In the second scenario, the existence of a complex civilization becomes impossible, as large centres become often targets of nuclear terrorists, regional war happens one after another, climate deteriorates and crops decline.
But the decline in productivity doesn’t mean an immediate decline in the military capabilities as many types of weapons could survive longer than civilization itself, especially guns. Thus, returning to industrial manufacturing after the decline will be difficult. Soil radioactivity, climate change (runaway warming or the next ice age), antibiotic resistance, and all other dangerous leftovers will contribute to the decline of the complex society, but may not be enough to cause human extinction.

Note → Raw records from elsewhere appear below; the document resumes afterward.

//! Fallback preparation jobs and the ledger that records them
//!
//! Every preparation attempt appends one [`Job`]. Jobs are never merged or
//! evicted: preparing the same format twice leaves two records.

use crate::error::{Error, Result};
use crate::format::FormatTag;
use crate::loader::{FallbackAsset, LoadError};
use serde::Serialize;
use std::fmt;
use std::path::{Path, PathBuf};

/// Default cap on stored format names, in bytes
pub const DEFAULT_MAX_FORMAT_ID_LEN: usize = 63;

/// Format name as stored on a job, capped at a fixed byte length.
///
/// Longer inputs are cut at the last char boundary that fits; this is a
/// storage cap, not a validation failure.
#[derive(Debug, Clone, PartialEq, Eq, Hash, Serialize)]
#[serde(transparent)]
pub struct FormatId(String);

impl FormatId {
    pub fn new(raw: &str, max_len: usize) -> Self {
        if raw.len() <= max_len {
            return Self(raw.to_string());
        }

        let mut end = max_len;
        while !raw.is_char_boundary(end) {
            end -= 1;
        }
        Self(raw[..end].to_string())
    }

    pub fn as_str(&self) -> &str {
        &self.0
    }
}

impl fmt::Display for FormatId {
    fn fmt(&self, f: &mut fmt::Formatter<'_>) -> fmt::Result {
        f.pad(&self.0)
    }
}

#[derive(Debug, Clone, Copy, PartialEq, Eq, Serialize)]
#[serde(rename_all = "lowercase")]
pub enum JobStatus {
    Pending,
    Ready,
    Failed,
}

impl JobStatus {
    pub fn name(self) -> &'static str {
        match self {
            JobStatus::Pending => "pending",
            JobStatus::Ready => "ready",
            JobStatus::Failed => "failed",
        }
    }
}

/// Why a job ended up `Failed`
#[derive(Debug, thiserror::Error)]
pub enum JobFailure {
    #[error("no fallback shader found in any search path")]
    NotFound,

    #[error(transparent)]
    Load(#[from] LoadError),

    #[error("fallback shader {0} is empty")]
    EmptyAsset(PathBuf),
}

/// One fallback preparation attempt
#[derive(Debug)]
pub struct Job {
    seq: u64,
    format_id: FormatId,
    tag: FormatTag,
    path: Option<PathBuf>,
    asset: Option<FallbackAsset>,
    status: JobStatus,
    failure: Option<JobFailure>,
}

impl Job {
    pub(crate) fn pending(format_id: FormatId, tag: FormatTag, path: Option<PathBuf>) -> Self {
        Self {
            seq: 0,
            format_id,
            tag,
            path,
            asset: None,
            status: JobStatus::Pending,
            failure: None,
        }
    }

    /// Position in the ledger, starting at 0
    pub fn seq(&self) -> u64 {
        self.seq
    }

    pub fn format_id(&self) -> &FormatId {
        &self.format_id
    }

    pub fn tag(&self) -> FormatTag {
        self.tag
    }

    pub fn path(&self) -> Option<&Path> {
        self.path.as_deref()
    }

    pub fn asset(&self) -> Option<&FallbackAsset> {
        self.asset.as_ref()
    }

    /// Loaded blob size, 0 unless ready
    pub fn size(&self) -> usize {
        self.asset.as_ref().map_or(0, FallbackAsset::len)
    }

    pub fn status(&self) -> JobStatus {
        self.status
    }

    pub fn failure(&self) -> Option<&JobFailure> {
        self.failure.as_ref()
    }

    pub fn is_pending(&self) -> bool {
        self.status == JobStatus::Pending
    }

    /// Only non-empty blobs make a job ready
    pub(crate) fn complete(&mut self, asset: FallbackAsset) {
        if asset.is_empty() {
            self.fail(JobFailure::EmptyAsset(asset.path().to_path_buf()));
            return;
        }
        self.asset = Some(asset);
        self.status = JobStatus::Ready;
    }

    pub(crate) fn fail(&mut self, failure: JobFailure) {
        self.asset = None;
        self.failure = Some(failure);
        self.status = JobStatus::Failed;
    }
}

/// Tally of job states
#[derive(Debug, Clone, Copy, Default, PartialEq, Eq, Serialize)]
pub struct LedgerCounts {
    pub pending: usize,
    pub ready: usize,
    pub failed: usize,
}

/// Append-only record of preparation attempts, oldest first
#[derive(Debug, Default)]
pub struct JobLedger {
    jobs: Vec<Job>,
}

impl JobLedger {
    pub fn new() -> Self {
        Self::default()
    }

    /// Append a job, returning its sequence number.
    ///
    /// Fails only if the ledger cannot grow.
    pub(crate) fn append(&mut self, mut job: Job) -> Result<u64> {
        self.jobs.try_reserve(1).map_err(|source| Error::LedgerAppend {
            format_id: job.format_id.to_string(),
            source,
        })?;
        let seq = self.jobs.len() as u64;
        job.seq = seq;
        self.jobs.push(job);
        Ok(seq)
    }

    /// Still-pending jobs, newest first
    pub(crate) fn pending_mut(&mut self) -> impl Iterator<Item = &mut Job> {
        self.jobs.iter_mut().rev().filter(|j| j.is_pending())
    }

    pub fn jobs(&self) -> &[Job] {
        &self.jobs
    }

    pub fn get(&self, seq: u64) -> Option<&Job> {
        usize::try_from(seq).ok().and_then(|i| self.jobs.get(i))
    }

    pub fn latest(&self) -> Option<&Job> {
        self.jobs.last()
    }

    /// All jobs recorded for `format_id`, oldest first
    pub fn for_format<'a>(&'a self, format_id: &'a str) -> impl Iterator<Item = &'a Job> + 'a {
        self.jobs.iter().filter(move |j| j.format_id.as_str() == format_id)
    }

    /// Most recent ready job for a format family
    pub fn ready_for_tag(&self, tag: FormatTag) -> Option<&Job> {
        self.jobs
            .iter()
            .rev()
            .find(|j| j.tag == tag && j.status == JobStatus::Ready)
    }

    pub fn counts(&self) -> LedgerCounts {
        self.jobs.iter().fold(LedgerCounts::default(), |mut c, j| {
            match j.status {
                JobStatus::Pending => c.pending += 1,
                JobStatus::Ready => c.ready += 1,
                JobStatus::Failed => c.failed += 1,
            }
            c
        })
    }

    pub fn len(&self) -> usize {
        self.jobs.len()
    }

    pub fn is_empty(&self) -> bool {
        self.jobs.is_empty()
    }
}

#[cfg(test)]
mod tests {
    use super::*;

    fn job(name: &str, tag: FormatTag) -> Job {
        Job::pending(FormatId::new(name, DEFAULT_MAX_FORMAT_ID_LEN), tag, None)
    }

    #[test]
    fn test_format_id_short_kept() {
        let id = FormatId::new("BC1_UNORM", DEFAULT_MAX_FORMAT_ID_LEN);
        assert_eq!(id.as_str(), "BC1_UNORM");
    }

    #[test]
    fn test_format_id_truncated() {
        let long = "X".repeat(200);
        let id = FormatId::new(&long, DEFAULT_MAX_FORMAT_ID_LEN);
        assert_eq!(id.as_str().len(), 63);
    }

    #[test]
    fn test_format_id_truncates_on_char_boundary() {
        // 'é' is two bytes; a cap of 4 would split the second one
        let id = FormatId::new("BCéé", 4);
        assert_eq!(id.as_str(), "BCé");
    }

    #[test]
    fn test_append_assigns_sequence() {
        let mut ledger = JobLedger::new();
        assert_eq!(ledger.append(job("BC1_UNORM", FormatTag::BC1)).unwrap(), 0);
        assert_eq!(ledger.append(job("BC1_UNORM", FormatTag::BC1)).unwrap(), 1);
        assert_eq!(ledger.len(), 2);
        assert_eq!(ledger.for_format("BC1_UNORM").count(), 2);
        assert_eq!(ledger.get(1).unwrap().seq(), 1);
    }

    #[test]
    fn test_pending_walk_is_newest_first() {
        let mut ledger = JobLedger::new();
        ledger.append(job("A", FormatTag::Unknown)).unwrap();
        ledger.append(job("B", FormatTag::Unknown)).unwrap();
        ledger.append(job("C", FormatTag::Unknown)).unwrap();
        ledger.jobs[1].fail(JobFailure::NotFound);

        let order: Vec<String> = ledger
            .pending_mut()
            .map(|j| j.format_id().to_string())
            .collect();
        assert_eq!(order, vec!["C", "A"]);
    }

    #[test]
    fn test_empty_asset_fails_job() {
        let temp = tempfile::TempDir::new().unwrap();
        let path = temp.path().join("bc1.spv");
        std::fs::write(&path, b"").unwrap();
        let asset = crate::loader::AssetLoader::new().load(&path).unwrap();

        let mut j = job("BC1_UNORM", FormatTag::BC1);
        j.complete(asset);
        assert_eq!(j.status(), JobStatus::Failed);
        assert!(matches!(j.failure(), Some(JobFailure::EmptyAsset(_))));
        assert!(j.asset().is_none());
    }

    #[test]
    fn test_counts() {
        let mut ledger = JobLedger::new();
        ledger.append(job("A", FormatTag::Unknown)).unwrap();
        ledger.append(job("B", FormatTag::Unknown)).unwrap();
        ledger.jobs[0].fail(JobFailure::NotFound);

        assert_eq!(
            ledger.counts(),
            LedgerCounts {
                pending: 1,
                ready: 0,
                failed: 1
            }
        );
    }
}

However, the next civilization of humans will have difficulties arising (no ores and oil), and if it does, it will succumb to nuclear wars again. After a few cycles, it will be equal to extinction.
There are two closely connected ways to prevent dangers of the future nuclear war: global government and an effective monitoring system. “Global government” is any type of organization which lower the number of independent actors in the world, which in our case are actors capable to develop or-and owning nuclear weapons. It could be a UN, a set of international treaties or one superpower which takes over the world, or even superintelligent AI turning into Singleton.
Such “world government” can’t be effective without some global monitoring system. It is not just IAEA, but also systems of ubiquitous control powered by sensors, satellites and AI. Self-propelling nanosensors could be an important element of such a system. Moreover, the control should be coupled with the power and willingness to stop the illegal use of nuclear materials.